British Aerospace Australia

Bristol Aeroplane and English Electric were carrying out guided missile trials at Woomera and in 1960 they combined as BAC before becoming British Aerospace - Australia in 1977.

British Aerospace - Australia

British Aerospace Australia logo
The history of BAE Systems Australia can be traced back to the testing of the first generation air defence missile systems, held in the wastelands of South Australia’s Woomera Desert in the early 1950s.
 

The company, which was spawned in the fierce rivalry of two highly competitive English aerospace companies, is today at the forefront of Australia’s military electronics engineering and systems research. As BAE Systems Australia it produces a wide range of security and defence related products and services.

It all started in 1953, when two support teams from the United Kingdom, one from the Bristol Aeroplane Company and the other from the English Electric Company, arrived in Adelaide to conduct early guided missile trials at the Woomera Test Range.  The Bristol Aeroplane Company had been developing its Bloodhound Missile System whilst The English Electric Company was running trials on The Thunderbird Missile System. Both were high-altitude surface-to-air missile defence systems which would later enter service with the British Armed Forces.

The teams established their base of operations at the Anglo-Australian Weapons Research Establishment at Salisbury, about 15 miles north of Adelaide, with testing carried out at Woomera.  The two teams even took up residence in adjoining buildings at a former Second World War munitions storage complex.

 

Bristol BAC Bloodhound Bristol BAC Bloodhound

 

Both the Bloodhound and Thunderbird trials progressed in very close parallel despite being highly competitive with the employees of both companies socialising in the evenings and at the weekends, such was their common interests.

Both teams also enjoyed an excellent safety record with no injuries occurring during the testing stages. That said however, the tests were not without moments of high drama however, especially when occasionally a rogue missile would turn back towards the test site!
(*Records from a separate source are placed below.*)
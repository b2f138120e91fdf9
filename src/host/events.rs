// Host events - what the game server tells us, and the line format it uses.
//
// One event per line:
//
//   arrive  <id> <name>
//   command <id> <name> <command> [args...]
//   console <command> [args...]
//
// Blank lines and lines starting with `#` carry no event.

use thiserror::Error;

/// Who invoked a command.
#[derive(Debug, Clone, PartialEq, Eq)]
pub enum CommandSender {
    Player { id: String, name: String },
    Console,
}

impl CommandSender {
    /// Where the reply goes.
    pub fn recipient(&self) -> &str {
        match self {
            CommandSender::Player { name, .. } => name,
            CommandSender::Console => "console",
        }
    }
}

#[derive(Debug, Clone, PartialEq, Eq)]
pub enum HostEvent {
    PlayerArrived {
        id: String,
        name: String,
    },
    CommandInvoked {
        sender: CommandSender,
        command: String,
        args: Vec<String>,
    },
}

#[derive(Debug, Error, PartialEq, Eq)]
pub enum EventParseError {
    #[error("unknown event kind {0:?}")]
    UnknownKind(String),

    #[error("{kind} event is missing its {field}")]
    MissingField {
        kind: &'static str,
        field: &'static str,
    },

    #[error("arrive event has unexpected trailing input {0:?}")]
    TrailingInput(String),
}

/// Parse one protocol line. `Ok(None)` means the line carries no event.
pub fn parse_line(line: &str) -> Result<Option<HostEvent>, EventParseError> {
    let line = line.trim();
    if line.is_empty() || line.starts_with('#') {
        return Ok(None);
    }

    let mut words = line.split_whitespace();
    let kind = words.next().unwrap_or_default();
    let mut next = |kind: &'static str, field: &'static str| {
        words
            .next()
            .map(str::to_string)
            .ok_or(EventParseError::MissingField { kind, field })
    };

    let event = match kind.to_ascii_lowercase().as_str() {
        "arrive" => {
            let id = next("arrive", "id")?;
            let name = next("arrive", "name")?;
            if let Some(extra) = words.next() {
                return Err(EventParseError::TrailingInput(extra.to_string()));
            }
            HostEvent::PlayerArrived { id, name }
        }
        "command" => {
            let id = next("command", "id")?;
            let name = next("command", "name")?;
            let command = next("command", "command name")?;
            HostEvent::CommandInvoked {
                sender: CommandSender::Player { id, name },
                command,
                args: words.map(str::to_string).collect(),
            }
        }
        "console" => {
            let command = next("console", "command name")?;
            HostEvent::CommandInvoked {
                sender: CommandSender::Console,
                command,
                args: words.map(str::to_string).collect(),
            }
        }
        _ => return Err(EventParseError::UnknownKind(kind.to_string())),
    };

    Ok(Some(event))
}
By the time the Bloodhound and Thunderbird trials had been completed, both the Bristol Aeroplane Company and English Electric had been merged into British Aircraft Corporation. 

Under this new combined banner, research and development trials continued at Woomera on the new Rapier System, a low-level anti-aircraft system and then a little later on the Seawolf ship-to-air missile.  Sadly, Seawolf was to be the last weapon system the company would develop at Woomera.

During 1977 and under the Aircraft and Shipbuilding Industries Act, British Aircraft Corporation was nationalised along with the Hawker Siddeley Group and Scottish Aviation to form British Aerospace.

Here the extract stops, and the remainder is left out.